| WHAT THE TASK ASKS |
Filter the data for "content" and copy matching lines.

--- DATASET RECORDS Enclosed Below ---

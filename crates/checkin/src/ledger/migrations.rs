//! Database migration system for the attendance ledger.
//!
//! This module handles schema versioning, bringing databases created by
//! earlier releases up to the current schema.

use rusqlite::Connection;
use tracing::info;

use crate::error::{Error, Result};

use super::schema::{CREATE_DAILY_UNIQUE_INDEX, SCHEMA_STATEMENTS};

/// The current schema version.
pub const CURRENT_VERSION: i32 = 2;

/// Key used to store the schema version in the metadata table.
const VERSION_KEY: &str = "schema_version";

/// Initialize the database schema.
///
/// Creates all tables and indexes if they don't exist, then runs any
/// pending migrations to bring the schema up to the current version.
///
/// # Errors
///
/// Returns an error if schema creation or migration fails.
pub fn initialize_schema(conn: &Connection) -> Result<()> {
    for statement in SCHEMA_STATEMENTS {
        conn.execute(statement, [])?;
    }

    let version = get_schema_version(conn)?;
    if version < CURRENT_VERSION {
        run_migrations(conn, version)?;
    }

    Ok(())
}

/// Get the current schema version from the database.
///
/// Returns 0 if no version is set (fresh database).
fn get_schema_version(conn: &Connection) -> Result<i32> {
    let result: std::result::Result<String, rusqlite::Error> = conn.query_row(
        "SELECT value FROM metadata WHERE key = ?1",
        [VERSION_KEY],
        |row| row.get(0),
    );

    match result {
        Ok(value) => value.parse().map_err(|_| Error::DatabaseMigration {
            message: format!("invalid schema version: {value}"),
        }),
        Err(rusqlite::Error::QueryReturnedNoRows) => Ok(0),
        Err(e) => Err(e.into()),
    }
}

/// Set the schema version in the database.
fn set_schema_version(conn: &Connection, version: i32) -> Result<()> {
    conn.execute(
        "INSERT OR REPLACE INTO metadata (key, value) VALUES (?1, ?2)",
        (VERSION_KEY, version.to_string()),
    )?;
    Ok(())
}

/// Run migrations from the given version to the current version.
fn run_migrations(conn: &Connection, from_version: i32) -> Result<()> {
    let mut current = from_version;

    while current < CURRENT_VERSION {
        current += 1;
        run_migration(conn, current)?;
        info!(version = current, "Applied ledger migration");
    }

    set_schema_version(conn, CURRENT_VERSION)?;
    Ok(())
}

/// Run a specific migration version.
fn run_migration(conn: &Connection, version: i32) -> Result<()> {
    match version {
        1 => migrate_v1(conn),
        2 => migrate_v2(conn),
        _ => Err(Error::DatabaseMigration {
            message: format!("unknown migration version: {version}"),
        }),
    }
}

/// Migration to version 1 (initial schema, created by `SCHEMA_STATEMENTS`).
fn migrate_v1(conn: &Connection) -> Result<()> {
    set_schema_version(conn, 1)?;
    Ok(())
}

/// Migration to version 2: enforce one check-in per name per day.
///
/// Ledgers that already hold several check-ins for one name on one day are
/// left at version 1 and the offending pairs are named in the error.
fn migrate_v2(conn: &Connection) -> Result<()> {
    let mut stmt = conn.prepare(
        r"
        SELECT name, date(checked_in_at), COUNT(*) FROM attendance
        GROUP BY name, date(checked_in_at)
        HAVING COUNT(*) > 1
        ORDER BY date(checked_in_at), name
        ",
    )?;
    let duplicates = stmt
        .query_map([], |row| {
            Ok((
                row.get::<_, String>(0)?,
                row.get::<_, Option<String>>(1)?,
                row.get::<_, i64>(2)?,
            ))
        })?
        .collect::<std::result::Result<Vec<_>, _>>()?;

    if !duplicates.is_empty() {
        let pairs: Vec<String> = duplicates
            .iter()
            .map(|(name, day, count)| {
                format!("{name} on {} ({count} rows)", day.as_deref().unwrap_or("unknown date"))
            })
            .collect();
        return Err(Error::DatabaseMigration {
            message: format!(
                "cannot enforce one check-in per name per day; duplicate check-ins: {}. \
                 Delete the extra rows from the attendance table and reopen",
                pairs.join(", ")
            ),
        });
    }

    conn.execute(CREATE_DAILY_UNIQUE_INDEX, [])?;
    set_schema_version(conn, 2)?;
    Ok(())
}
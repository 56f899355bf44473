//! Type-level numeric constraints with zero runtime cost.
//!
//! Values that must satisfy a numeric invariant (a tolerance that cannot be
//! negative, a mass fraction that must lie in `[0, 1]`) are wrapped in
//! [`Constrained<T, C>`], which checks the invariant once at construction.
//!
//! # Provided constraints
//!
//! - [`NonNegative`]: Zero or greater
//! - [`UnitInterval`]: Closed unit interval `0 ≤ x ≤ 1`
//!
//! # Extending
//!
//! Custom invariants can be added by implementing [`Constraint<T>`] for a
//! zero-sized marker type.

mod non_negative;
mod unit_interval;

use std::{iter::Sum, marker::PhantomData, ops::Add};

use num_traits::Zero;
use thiserror::Error;

pub use non_negative::NonNegative;
pub use unit_interval::UnitInterval;

/// A trait for enforcing numeric invariants at construction time.
pub trait Constraint<T> {
    /// Checks that the given value satisfies this constraint.
    ///
    /// # Errors
    ///
    /// Returns a [`ConstraintError`] if the value does not satisfy the constraint.
    fn check(value: &T) -> Result<(), ConstraintError>;
}

/// An error returned when a [`Constraint`] is violated.
#[derive(Debug, Clone, Copy, PartialEq, Eq, Error)]
#[non_exhaustive]
pub enum ConstraintError {
    #[error("value must not be negative")]
    Negative,
    #[error("value is not a number")]
    NotANumber,
    #[error("value is below the minimum allowed")]
    BelowMinimum,
    #[error("value is above the maximum allowed")]
    AboveMaximum,
}

/// A result type alias to use with [`Constraint`].
pub type ConstraintResult<T, E = ConstraintError> = Result<T, E>;

/// A wrapper enforcing a numeric constraint at construction time.
///
/// # Example
///
/// ```
/// use twine_mass_balance::support::constraint::{Constrained, NonNegative};
///
/// let tolerance = Constrained::<_, NonNegative>::new(1e-6).unwrap();
/// assert_eq!(tolerance.into_inner(), 1e-6);
/// ```
#[derive(Debug, Clone, Copy, Default, PartialEq, Eq, PartialOrd, Ord)]
pub struct Constrained<T, C: Constraint<T>> {
    value: T,
    _marker: PhantomData<C>,
}

impl<T, C: Constraint<T>> Constrained<T, C> {
    /// Constructs a new constrained value.
    ///
    /// # Errors
    ///
    /// Returns an error if the value does not satisfy the constraint.
    pub fn new(value: T) -> Result<Self, ConstraintError> {
        C::check(&value)?;
        Ok(Self {
            value,
            _marker: PhantomData,
        })
    }

    /// Wraps a value already known to satisfy the constraint.
    ///
    /// Intended for compile-time constants such as configuration defaults.
    /// The constraint is checked in debug builds.
    pub(crate) fn from_trusted(value: T) -> Self {
        debug_assert!(C::check(&value).is_ok(), "trusted value violates its constraint");
        Self {
            value,
            _marker: PhantomData,
        }
    }

    /// Consumes the wrapper and returns the inner value.
    pub fn into_inner(self) -> T {
        self.value
    }
}

impl<T, C: Constraint<T>> AsRef<T> for Constrained<T, C> {
    fn as_ref(&self) -> &T {
        &self.value
    }
}

/// Sums constrained values for constraints preserved under addition.
impl<T, C> Sum for Constrained<T, C>
where
    C: Constraint<T>,
    Constrained<T, C>: Add<Output = Self> + Zero,
{
    fn sum<I: Iterator<Item = Self>>(iter: I) -> Self {
        iter.fold(Self::zero(), |a, b| a + b)
    }
}
//! Mass conservation balances between two sampled states.

use uom::si::{f64::Mass, mass::kilogram};

use super::{Balance, CheckConfig, ConservationReport, ConservationResult, MassState};

/// Evaluates mass conservation between an initial and a final [`MassState`].
///
/// Two balances are checked:
///
/// - **Total mass**: the change in fluid mass plus the change in ice mass.
///   Bound scaled by the initial total mass.
/// - **Phase change**: the change in liquid water plus the change in water
///   vapor plus the change in ice mass. Liquid water that evaporates moves from
///   one water species to the other; water that freezes leaves both and shows
///   up as ice. Bound scaled by the initial liquid water mass.
///
/// Bounds always scale with the initial state, never the final one.
#[derive(Debug, Clone, Copy, Default, PartialEq)]
pub struct ConservationChecker {
    config: CheckConfig,
}

impl ConservationChecker {
    /// Creates a checker with the given acceptance settings.
    #[must_use]
    pub fn new(config: CheckConfig) -> Self {
        Self { config }
    }

    /// Returns the acceptance settings.
    #[must_use]
    pub fn config(&self) -> &CheckConfig {
        &self.config
    }

    /// Checks both balances between `initial` and `final_state`.
    ///
    /// Tolerance breaches are reported in the returned results, never as errors.
    #[must_use]
    pub fn check(&self, initial: &MassState, final_state: &MassState) -> ConservationReport {
        let ice_delta = final_state.ice_mass() - initial.ice_mass();

        let mass_delta = (final_state.total_mass() - initial.total_mass()) + ice_delta;
        let total_mass = self.judge(Balance::TotalMass, mass_delta, initial.total_mass());

        let (start, end) = (initial.species(), final_state.species());
        let vaporization_delta = (end.water - start.water) + (end.h2o - start.h2o);
        let phase_change = self.judge(
            Balance::PhaseChange,
            vaporization_delta + ice_delta,
            start.water,
        );

        let report = ConservationReport {
            total_mass,
            phase_change,
        };

        for result in report.results() {
            if !result.passed() {
                tracing::warn!(
                    balance = %result.balance,
                    delta_kg = result.delta.get::<kilogram>(),
                    bound_kg = result.bound.get::<kilogram>(),
                    "mass conservation tolerance breached"
                );
            }
        }
        if report.passed() {
            tracing::info!(
                total_delta_kg = report.total_mass.delta.get::<kilogram>(),
                phase_delta_kg = report.phase_change.delta.get::<kilogram>(),
                "mass conserved"
            );
        }

        report
    }

    fn judge(&self, balance: Balance, delta: Mass, reference: Mass) -> ConservationResult {
        let bound = self.config.floor + reference * self.config.tolerance.into_inner();
        ConservationResult {
            balance,
            delta,
            reference,
            bound,
        }
    }
}
//! Sampling of aggregate mass from a network snapshot.

use uom::{
    ConstZero,
    si::{f64::Mass, mass::kilogram},
};

use crate::support::network::{AccumulatorFluid, NetworkSnapshot, SnapshotReadError, Species};

use super::{MassState, SpeciesMasses};

/// Computes a [`MassState`] from a network snapshot.
///
/// The sampler holds no state between calls.
#[derive(Debug, Clone, Copy, Default)]
pub struct StateSampler;

impl StateSampler {
    /// Samples the aggregate mass held by `snapshot`.
    ///
    /// Every non-ground node contributes its mass to the total, and its
    /// vapor and liquid water content to the species totals. Every accumulator
    /// contributes its mass to the total and its liquid water content to the
    /// liquid water total. Accumulators never contribute to the vapor total.
    /// Ice mass is read from the phase-change device.
    ///
    /// # Errors
    ///
    /// Returns the first [`SnapshotReadError`] encountered.
    /// No partial state is returned.
    pub fn sample<S>(&self, snapshot: &S) -> Result<MassState, SnapshotReadError>
    where
        S: NetworkSnapshot + ?Sized,
    {
        let mut total_mass = Mass::ZERO;
        let mut species = SpeciesMasses::ZERO;

        let node_count = snapshot.node_count();
        for index in 0..node_count {
            if snapshot.is_ground(index) {
                tracing::trace!(index, "skipping ground node");
                continue;
            }

            let mass = snapshot.node_mass(index)?;
            species.h2o += mass * snapshot.node_mass_fraction(index, Species::H2O)?;
            species.water += mass * snapshot.node_mass_fraction(index, Species::Water)?;
            total_mass += mass;
        }

        let accumulators = snapshot.accumulator_fluids();
        for fluid in accumulators {
            let mass = fluid.mass()?;
            species.water += mass * fluid.mass_fraction(Species::Water)?;
            total_mass += mass;
        }

        let ice_mass = snapshot.ice_mass()?;

        tracing::debug!(
            nodes = node_count,
            accumulators = accumulators.len(),
            total_mass_kg = total_mass.get::<kilogram>(),
            h2o_kg = species.h2o.get::<kilogram>(),
            water_kg = species.water.get::<kilogram>(),
            ice_kg = ice_mass.get::<kilogram>(),
            "sampled network mass"
        );

        Ok(MassState::new(total_mass, species, ice_mass))
    }
}
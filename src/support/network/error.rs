use thiserror::Error;

/// Errors that may occur when reading a network snapshot.
///
/// A read error aborts the sampling pass that encountered it.
#[derive(Debug, Clone, PartialEq, Eq, Error)]
pub enum SnapshotReadError {
    /// A node index was outside the snapshot's node range.
    #[error("node index {index} out of range for {count} nodes")]
    NodeOutOfRange { index: usize, count: usize },

    /// The network has no phase-change device to read ice mass from.
    #[error("no phase-change device to read ice mass from")]
    PhaseChangeDeviceMissing,

    /// The data source could not supply a required value.
    #[error("value unavailable: {context}")]
    Unavailable { context: String },
}

impl SnapshotReadError {
    /// Creates a [`SnapshotReadError::Unavailable`] error with context.
    pub fn unavailable(context: impl Into<String>) -> Self {
        Self::Unavailable {
            context: context.into(),
        }
    }
}
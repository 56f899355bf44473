//! Public Twine models.
//!
//! # Model structure
//!
//! Each model lives in its own module and contains an internal `core` submodule
//! where the actual computation and domain logic lives. The model module
//! re-exports the parts of `core` that callers need.
//!
//! The [`twine_core::Model`] implementation is a thin adapter that delegates
//! to the model-specific core API.

pub mod fluid;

--- End of Enclosed DATASET RECORDS ---

| ANSWER TO THIS EXERCISE |
    /// vapor and liquid water content to the species totals. Every accumulator
    /// contributes its mass to the total and its liquid water content to the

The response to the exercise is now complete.